Tibouchina nigricans

Scientific classification
- Kingdom: Plantae
- Clade: Tracheophytes
- Clade: Angiosperms
- Clade: Eudicots
- Clade: Rosids
- Order: Myrtales
- Family: Melastomataceae
- Genus: Tibouchina
- Species: T. nigricans
- Binomial name: Tibouchina nigricans Cogn. ex P.J.F.Guim., A.L.F.Oliveira & R.Romero

= Tibouchina nigricans =

- Authority: Cogn. ex P.J.F.Guim., A.L.F.Oliveira & R.Romero

Species of flowering plant

Tibouchina nigricans is a species of flowering plant in the family Melastomataceae, native to west-central Brazil. It was first described in 2015 with the name attributed to the earlier botanist Alfred Cogniaux. The type specimens are kept at the Missouri Botanical Gardens and at Botanischer Garten und Botanisches Museum Berlin-Dahlem, Berlin.

==Description==
Tibouchina nigricans is a short, unbranched shrub with a dark purple hypanthium and calyx lobes. T. nigricans is similar to T. aegopogon and T. johnwurdackiana as these species each have only a single stem, although there are distinguishing differences in the trichomes and indumentum of the leaves and hypanthium.

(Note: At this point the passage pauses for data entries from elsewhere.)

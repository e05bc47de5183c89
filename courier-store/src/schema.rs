//! Versioned schema migrations.
//!
//! Migrations run once at startup, tracked through SQLite's `user_version`
//! pragma. The store never alters schema at tick granularity.

use sqlx::SqlitePool;

use crate::error::{Result, StoreError};

/// Ordered migration batches. `user_version` records how many have run.
const MIGRATIONS: &[&str] = &[
    // v1: initial schema
    r#"
    CREATE TABLE IF NOT EXISTS tenants (
        id              TEXT PRIMARY KEY,
        name            TEXT NOT NULL DEFAULT '',
        active          INTEGER NOT NULL DEFAULT 1,
        client_base_url TEXT,
        client_sync_path TEXT,
        client_auth     TEXT NOT NULL DEFAULT '{"method":"none"}'
    );

    CREATE TABLE IF NOT EXISTS accounts (
        pk              INTEGER PRIMARY KEY AUTOINCREMENT,
        tenant_id       TEXT NOT NULL REFERENCES tenants(id) ON DELETE RESTRICT,
        id              TEXT NOT NULL,
        host            TEXT NOT NULL,
        port            INTEGER NOT NULL,
        user            TEXT,
        password        TEXT,
        use_tls         INTEGER NOT NULL DEFAULT 1,
        ttl_seconds     INTEGER NOT NULL DEFAULT 300,
        batch_size      INTEGER,
        limit_per_minute INTEGER,
        limit_per_hour  INTEGER,
        limit_per_day   INTEGER,
        limit_behavior  TEXT NOT NULL DEFAULT 'defer',
        UNIQUE (tenant_id, id)
    );

    CREATE TABLE IF NOT EXISTS messages (
        pk              TEXT PRIMARY KEY,
        tenant_id       TEXT NOT NULL REFERENCES tenants(id) ON DELETE RESTRICT,
        account_id      TEXT NOT NULL,
        id              TEXT NOT NULL,
        priority        INTEGER NOT NULL DEFAULT 2,
        payload         TEXT NOT NULL,
        batch_code      TEXT,
        created_at      INTEGER NOT NULL,
        deferred_ts     INTEGER,
        smtp_ts         INTEGER,
        UNIQUE (tenant_id, id)
    );

    CREATE INDEX IF NOT EXISTS idx_messages_ready
        ON messages (smtp_ts, deferred_ts, priority, created_at);

    CREATE TABLE IF NOT EXISTS message_events (
        event_id        INTEGER PRIMARY KEY AUTOINCREMENT,
        message_pk      TEXT NOT NULL REFERENCES messages(pk) ON DELETE CASCADE,
        event_type      TEXT NOT NULL,
        event_ts        INTEGER NOT NULL,
        description     TEXT,
        metadata        TEXT,
        reported_ts     INTEGER
    );

    CREATE INDEX IF NOT EXISTS idx_events_message ON message_events (message_pk);
    CREATE INDEX IF NOT EXISTS idx_events_unreported
        ON message_events (event_id) WHERE reported_ts IS NULL;

    CREATE TABLE IF NOT EXISTS send_log (
        account_id      TEXT NOT NULL,
        ts              INTEGER NOT NULL
    );

    CREATE INDEX IF NOT EXISTS idx_send_log ON send_log (account_id, ts);
    "#,
];

/// Apply any migrations newer than the database's `user_version`.
pub async fn migrate(pool: &SqlitePool) -> Result<()> {
    let (version,): (i64,) = sqlx::query_as("PRAGMA user_version")
        .fetch_one(pool)
        .await?;

    let applied = usize::try_from(version)
        .map_err(|_| StoreError::Migration(format!("bad user_version {version}")))?;

    if applied > MIGRATIONS.len() {
        return Err(StoreError::Migration(format!(
            "database schema version {applied} is newer than this build ({})",
            MIGRATIONS.len()
        )));
    }

    for (index, batch) in MIGRATIONS.iter().enumerate().skip(applied) {
        let mut tx = pool.begin().await?;
        sqlx::raw_sql(batch).execute(&mut *tx).await?;
        sqlx::raw_sql(&format!("PRAGMA user_version = {}", index + 1))
            .execute(&mut *tx)
            .await?;
        tx.commit().await?;
        tracing::debug!(version = index + 1, "applied schema migration");
    }

    Ok(())
}
pub mod auth;
pub mod logging;
pub mod time;

pub use auth::ClientAuth;
pub use tracing;

/// Control signal broadcast to every long-running task.
#[derive(Debug, Clone, Copy)]
pub enum Signal {
    Shutdown,
    Finalised,
}
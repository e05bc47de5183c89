//! Epoch-seconds helpers.
//!
//! All persisted timestamps are UTC epoch seconds. Keeping the conversion in
//! one place avoids a dozen slightly-different `SystemTime` dances.

use std::time::{SystemTime, UNIX_EPOCH};

/// Current wall-clock time as UTC epoch seconds.
#[must_use]
pub fn epoch_now() -> i64 {
    i64::try_from(
        SystemTime::now()
            .duration_since(UNIX_EPOCH)
            .unwrap_or_default()
            .as_secs(),
    )
    .unwrap_or(i64::MAX)
}

/// Ceil `now` to the next boundary of a window of `window_secs` seconds.
///
/// Used by the rate-limit planner: a violated sliding window defers work to
/// the start of the next window, `((now / w) + 1) * w`.
#[must_use]
pub const fn next_window_boundary(now: i64, window_secs: i64) -> i64 {
    ((now / window_secs) + 1) * window_secs
}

==Distribution and habitat==
This species is found in the states of Goiás and Distrito Federal in Brazil. It prefers open grassland including the campo sujo and cerrado rupestre. It has been found at elevations between 1100 and 1200 m. T. nigricans is only known from four collections. It has recently been found in Parque Nacional de Brasília and Serra dos Pireneus.